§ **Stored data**
//! The banner's DOM contract.

use crate::error::Result;

/// Element ids the banner markup defines and the view looks up.
pub mod ids {
    pub const CONTAINER: &str = "cookieConsent";
    pub const SIMPLE_PANEL: &str = "ccSimple";
    pub const DETAIL_PANEL: &str = "ccDetail";
    pub const CUSTOMISE: &str = "ccCustomise";
    pub const REJECT: &str = "ccReject";
    pub const ACCEPT: &str = "ccAccept";
    pub const CLOSE: &str = "ccClose";
    pub const REJECT_DETAIL: &str = "ccRejectDetail";
    pub const SAVE: &str = "ccSave";
    pub const FUNCTIONAL: &str = "ccFunctional";
    pub const ANALYTICS: &str = "ccAnalytics";

    /// Every id in the banner markup, container first.
    pub const ALL: &[&str] = &[
        CONTAINER,
        SIMPLE_PANEL,
        DETAIL_PANEL,
        CUSTOMISE,
        REJECT,
        ACCEPT,
        CLOSE,
        REJECT_DETAIL,
        SAVE,
        FUNCTIONAL,
        ANALYTICS,
    ];
}

/// Which of the two banner panels is displayed.
#[derive(Debug, Clone, Copy, PartialEq, Eq)]
pub enum Panel {
    /// Summary text with accept / reject / customise.
    Simple,
    /// Per-category toggles.
    Detail,
}

/// DOM operations the presenter needs from its host.
///
/// Every operation reports [`crate::error::Error::DomElementMissing`] when
/// the element it touches does not exist. The presenter treats that as a
/// no-op.
pub trait BannerView {
    /// Appends the banner markup to the document body.
    fn mount(&self, markup: &str) -> Result<()>;

    /// Adds (`true`) or removes (`false`) the visible class that drives the
    /// entry and exit transitions.
    fn set_revealed(&self, revealed: bool) -> Result<()>;

    /// Puts the container into layout (`true`) or takes it out with
    /// `display: none` (`false`).
    fn set_displayed(&self, displayed: bool) -> Result<()>;

    /// Displays `panel` and hides the other one.
    fn show_panel(&self, panel: Panel) -> Result<()>;

    /// Reads a checkbox.
    fn is_checked(&self, id: &str) -> Result<bool>;

    /// Sets a checkbox.
    fn set_checked(&self, id: &str, checked: bool) -> Result<()>;

    /// Removes the banner subtree from the document.
    fn remove(&self) -> Result<()>;
}
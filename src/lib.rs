//! Cookie consent core for the Falconhurst site.
//!
//! Keeps one persisted consent record, decides whether analytics may load,
//! and drives the consent banner. Every host capability is injected:
//!
//! - [`store::StorageBackend`]: client-scoped key-value storage
//! - [`policy::CookieJar`]: the document's cookies
//! - [`policy::ScriptLoader`]: analytics queue and script injection
//! - [`presenter::BannerView`]: the banner's DOM subtree
//! - [`presenter::Scheduler`]: timers
//!
//! [`host`] provides in-memory implementations of all five.
//!
//! # Example
//!
//! ```ignore
//! use std::sync::Arc;
//! use falconhurst_consent::config::ConsentConfig;
//! use falconhurst_consent::host::{ManualScheduler, MemoryDocument};
//! use falconhurst_consent::manager::{ConsentManager, Host, ReadyState};
//!
//! let doc = MemoryDocument::new("falconhurst.example");
//! let host = Host {
//!     storage: Arc::new(doc.clone()),
//!     cookies: Arc::new(doc.clone()),
//!     scripts: Arc::new(doc.clone()),
//!     view: Arc::new(doc.clone()),
//!     scheduler: Arc::new(ManualScheduler::new()),
//! };
//!
//! let mut manager = ConsentManager::from_config(&ConsentConfig::default(), host);
//! manager.start(ReadyState::Complete);
//! manager.handle_click("ccReject")?;
//! ```

pub mod config;
pub mod constants;
pub mod error;
pub mod host;
pub mod logging;
pub mod manager;
pub mod policy;
pub mod presenter;
pub mod record;
pub mod store;

pub use config::ConsentConfig;
pub use error::{Error, Result};
pub use manager::{ConsentManager, Host, ReadyState, Startup};
pub use policy::{ConsentPolicy, PolicyEffect};
pub use presenter::{BannerAction, BannerPresenter, BannerState};
pub use record::{ConsentRecord, Preferences};
pub use store::ConsentStore;
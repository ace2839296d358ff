//! XRLink Transport - UDP endpoints and the control channel
//!
//! This crate provides:
//! - `FrameSender`: single-slot frame queue and background encode/send task
//! - `PoseReceiver`: keep-alive probes and a latest-packet receive task
//! - Arrival statistics for the pose stream
//! - JSON control RPC and display-parameter push over TCP
//!
//! Every endpoint owns exactly one socket. Workers run as tokio tasks and are
//! stopped through a cancellation token with a bounded join on close.

pub mod control;
pub mod receiver;
pub mod sender;
pub mod slot;
mod socket;
pub mod stats;

pub use control::*;
pub use receiver::*;
pub use sender::*;
pub use slot::LatestSlot;
pub use stats::*;
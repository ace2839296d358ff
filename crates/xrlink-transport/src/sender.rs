//! Frame sender (host → device)
//!
//! `submit` drops a raw frame into a single slot and returns immediately. A
//! background task takes whatever is newest, encodes it, splits it into
//! fragments, and writes one datagram per fragment. Frames that arrive while
//! the task is busy overwrite each other; only the latest is ever encoded.

use std::net::{Ipv4Addr, SocketAddr};
use std::sync::atomic::{AtomicBool, Ordering};
use std::sync::Arc;
use std::time::Duration;

use parking_lot::Mutex;
use serde::{Deserialize, Serialize};
use tokio::net::UdpSocket;
use tokio::task::JoinHandle;
use tokio_util::sync::CancellationToken;
use tracing::{debug, info, trace, warn};

use xrlink_core::{
    XrlinkError, XrlinkResult, DEFAULT_MAX_PAYLOAD, DEFAULT_POLL_INTERVAL,
    DEFAULT_SHUTDOWN_TIMEOUT, DEFAULT_VIDEO_PORT, FRAGMENT_HEADER_SIZE,
};
use xrlink_video::{encode_frame, Frame, FrameEncoder, MAX_JPEG_QUALITY, MIN_JPEG_QUALITY};
use xrlink_wire::fragment;

use crate::slot::LatestSlot;
use crate::socket::{bind_udp, BufferSizes};
use crate::stats::{SenderCounters, SenderStats};

/// Largest UDP payload over IPv4
const MAX_DATAGRAM: usize = 65_507;

/// Frame sender configuration
#[derive(Debug, Clone, PartialEq, Serialize, Deserialize)]
#[serde(default)]
pub struct SenderConfig {
    /// Device address
    pub target: SocketAddr,
    /// Frames are scaled to this size before encoding
    pub width: u32,
    pub height: u32,
    /// Fragment payload bytes, excluding the 8-byte header
    pub max_payload: usize,
    /// JPEG quality, 1-100
    pub jpeg_quality: u8,
    /// Kernel send buffer (SO_SNDBUF)
    pub send_buffer_size: usize,
    /// Connect the socket to `target` on open
    pub connect: bool,
    /// Bound on each wait for a new frame
    pub poll_interval: Duration,
    /// Bound on joining the worker in `close`
    pub shutdown_timeout: Duration,
}

impl Default for SenderConfig {
    fn default() -> Self {
        Self {
            target: SocketAddr::from((Ipv4Addr::LOCALHOST, DEFAULT_VIDEO_PORT)),
            width: 1280,
            height: 480,
            max_payload: DEFAULT_MAX_PAYLOAD,
            jpeg_quality: 50,
            send_buffer_size: 4 * 1024 * 1024,
            connect: true,
            poll_interval: DEFAULT_POLL_INTERVAL,
            shutdown_timeout: DEFAULT_SHUTDOWN_TIMEOUT,
        }
    }
}

impl SenderConfig {
    pub fn new(target: SocketAddr) -> Self {
        Self {
            target,
            ..Default::default()
        }
    }

    pub fn with_resolution(mut self, width: u32, height: u32) -> Self {
        self.width = width;
        self.height = height;
        self
    }

    pub fn with_max_payload(mut self, max_payload: usize) -> Self {
        self.max_payload = max_payload;
        self
    }

    pub fn with_quality(mut self, quality: u8) -> Self {
        self.jpeg_quality = quality;
        self
    }

    pub fn with_connect(mut self, connect: bool) -> Self {
        self.connect = connect;
        self
    }

    pub fn validate(&self) -> XrlinkResult<()> {
        if self.width == 0 || self.height == 0 {
            return Err(XrlinkError::InvalidConfig(format!(
                "resolution must be non-zero, got {}x{}",
                self.width, self.height
            )));
        }
        if self.max_payload == 0 || self.max_payload + FRAGMENT_HEADER_SIZE > MAX_DATAGRAM {
            return Err(XrlinkError::InvalidConfig(format!(
                "max_payload must be in 1..={}, got {}",
                MAX_DATAGRAM - FRAGMENT_HEADER_SIZE,
                self.max_payload
            )));
        }
        if !(MIN_JPEG_QUALITY..=MAX_JPEG_QUALITY).contains(&self.jpeg_quality) {
            return Err(XrlinkError::InvalidConfig(format!(
                "jpeg_quality must be in {}..={}, got {}",
                MIN_JPEG_QUALITY, MAX_JPEG_QUALITY, self.jpeg_quality
            )));
        }
        if self.poll_interval.is_zero() {
            return Err(XrlinkError::InvalidConfig("poll_interval must be non-zero".into()));
        }
        Ok(())
    }
}

struct Worker {
    cancel: CancellationToken,
    handle: JoinHandle<()>,
}

#[derive(Default)]
struct SenderState {
    socket: Option<Arc<UdpSocket>>,
    worker: Option<Worker>,
}

/// Drop-oldest JPEG frame sender over UDP
pub struct FrameSender {
    config: SenderConfig,
    encoder: Arc<dyn FrameEncoder>,
    slot: Arc<LatestSlot<Frame>>,
    counters: Arc<SenderCounters>,
    connected: Arc<AtomicBool>,
    state: Mutex<SenderState>,
}

impl FrameSender {
    pub fn new(config: SenderConfig, encoder: Arc<dyn FrameEncoder>) -> Self {
        Self {
            config,
            encoder,
            slot: Arc::new(LatestSlot::new()),
            counters: Arc::new(SenderCounters::default()),
            connected: Arc::new(AtomicBool::new(false)),
            state: Mutex::new(SenderState::default()),
        }
    }

    pub fn config(&self) -> &SenderConfig {
        &self.config
    }

    pub fn is_open(&self) -> bool {
        self.state.lock().socket.is_some()
    }

    pub fn is_connected(&self) -> bool {
        self.connected.load(Ordering::Acquire)
    }

    /// Local address of the socket, once open
    pub fn local_addr(&self) -> Option<SocketAddr> {
        self.state
            .lock()
            .socket
            .as_ref()
            .and_then(|s| s.local_addr().ok())
    }

    pub fn stats(&self) -> SenderStats {
        self.counters.snapshot()
    }

    /// Create the socket and start the worker. Idempotent.
    pub async fn open(&self) -> XrlinkResult<()> {
        if self.is_open() {
            return Ok(());
        }
        self.config.validate()?;

        let bind_addr = match self.config.target {
            SocketAddr::V4(_) => SocketAddr::from((Ipv4Addr::UNSPECIFIED, 0)),
            SocketAddr::V6(_) => SocketAddr::from((std::net::Ipv6Addr::UNSPECIFIED, 0)),
        };
        let socket = Arc::new(bind_udp(
            bind_addr,
            BufferSizes {
                send: Some(self.config.send_buffer_size),
                recv: None,
            },
        )?);
        // a failed connect leaves the sender closed
        if self.config.connect {
            socket.connect(self.config.target).await?;
        }

        let cancel = CancellationToken::new();
        let ctx = WorkerContext {
            socket: Arc::clone(&socket),
            encoder: Arc::clone(&self.encoder),
            slot: Arc::clone(&self.slot),
            counters: Arc::clone(&self.counters),
            connected: Arc::clone(&self.connected),
            config: self.config.clone(),
        };

        {
            let mut state = self.state.lock();
            if state.socket.is_some() {
                // lost a race with a concurrent open
                return Ok(());
            }
            self.connected.store(self.config.connect, Ordering::Release);
            let handle = tokio::spawn(run_worker(ctx, cancel.clone()));
            state.socket = Some(socket);
            state.worker = Some(Worker { cancel, handle });
        }

        info!(
            target = %self.config.target,
            encoder = self.encoder.name(),
            width = self.config.width,
            height = self.config.height,
            connected = self.config.connect,
            "frame sender opened"
        );
        Ok(())
    }

    /// Fix the peer so sends omit explicit addressing
    pub async fn connect(&self) -> XrlinkResult<()> {
        let socket = self.state.lock().socket.clone().ok_or(XrlinkError::NotOpen)?;
        socket.connect(self.config.target).await?;
        self.connected.store(true, Ordering::Release);
        debug!(target = %self.config.target, "frame sender connected");
        Ok(())
    }

    /// Hand a frame to the worker without waiting.
    ///
    /// A frame still pending from an earlier call is dropped in favor of this
    /// one.
    pub fn submit(&self, frame: Frame) -> XrlinkResult<()> {
        if !self.is_open() {
            return Err(XrlinkError::NotOpen);
        }
        self.counters.submitted.incr();
        if self.slot.put(frame).is_some() {
            self.counters.replaced.incr();
            trace!("pending frame replaced");
        }
        Ok(())
    }

    /// Stop the worker and release the socket. Idempotent; fine before `open`.
    pub async fn close(&self) {
        let worker = {
            let mut state = self.state.lock();
            state.socket = None;
            state.worker.take()
        };
        self.connected.store(false, Ordering::Release);
        self.slot.clear();

        let Some(mut worker) = worker else {
            return;
        };
        worker.cancel.cancel();
        match tokio::time::timeout(self.config.shutdown_timeout, &mut worker.handle).await {
            Ok(Ok(())) => {}
            Ok(Err(e)) => warn!(error = %e, "frame sender worker ended abnormally"),
            Err(_) => {
                warn!(timeout = ?self.config.shutdown_timeout, "frame sender worker did not stop in time");
                worker.handle.abort();
            }
        }
        info!(stats = ?self.stats(), "frame sender closed");
    }
}

impl Drop for FrameSender {
    fn drop(&mut self) {
        if let Some(worker) = self.state.get_mut().worker.take() {
            worker.cancel.cancel();
        }
    }
}

struct WorkerContext {
    socket: Arc<UdpSocket>,
    encoder: Arc<dyn FrameEncoder>,
    slot: Arc<LatestSlot<Frame>>,
    counters: Arc<SenderCounters>,
    connected: Arc<AtomicBool>,
    config: SenderConfig,
}

async fn run_worker(ctx: WorkerContext, cancel: CancellationToken) {
    let mut frame_id: u32 = 0;

    loop {
        let frame = tokio::select! {
            _ = cancel.cancelled() => break,
            frame = ctx.slot.wait_take(ctx.config.poll_interval) => frame,
        };
        let Some(frame) = frame else {
            continue;
        };

        let encoder = Arc::clone(&ctx.encoder);
        let (width, height, quality) = (ctx.config.width, ctx.config.height, ctx.config.jpeg_quality);
        let encoded = tokio::task::spawn_blocking(move || {
            encode_frame(encoder.as_ref(), frame, width, height, quality)
        })
        .await;

        let data = match encoded {
            Ok(Ok(data)) => data,
            Ok(Err(e)) => {
                ctx.counters.encode_failures.incr();
                debug!(error = %e, "frame skipped");
                continue;
            }
            Err(e) => {
                ctx.counters.encode_failures.incr();
                warn!(error = %e, "encode task failed");
                continue;
            }
        };
        ctx.counters.encoded.incr();

        if cancel.is_cancelled() {
            break;
        }

        let id = frame_id;
        frame_id = frame_id.wrapping_add(1);

        let fragments = match fragment(&data, id, ctx.config.max_payload) {
            Ok(fragments) => fragments,
            Err(e) => {
                debug!(frame_id = id, error = %e, "frame skipped");
                continue;
            }
        };

        let connected = ctx.connected.load(Ordering::Acquire);
        for frag in &fragments {
            let datagram = frag.to_datagram();
            let result = if connected {
                ctx.socket.send(&datagram).await
            } else {
                ctx.socket.send_to(&datagram, ctx.config.target).await
            };
            match result {
                Ok(_) => ctx.counters.fragments_sent.incr(),
                Err(e) => {
                    ctx.counters.send_errors.incr();
                    debug!(
                        frame_id = id,
                        fragment = frag.header.fragment_index,
                        error = %e,
                        "fragment send failed"
                    );
                }
            }
        }
        ctx.counters.frames_sent.incr();
        trace!(frame_id = id, bytes = data.len(), fragments = fragments.len(), "frame sent");
    }

    debug!("frame sender worker stopped");
}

§ **TASK TO COMPLETE**
All lines in the entries above that hold the word "warn" need to be copied.

§ **SOLUTION BELOW**
use tracing::{debug, info, trace, warn};
            Ok(Err(e)) => warn!(error = %e, "frame sender worker ended abnormally"),
                warn!(timeout = ?self.config.shutdown_timeout, "frame sender worker did not stop in time");
                warn!(error = %e, "encode task failed");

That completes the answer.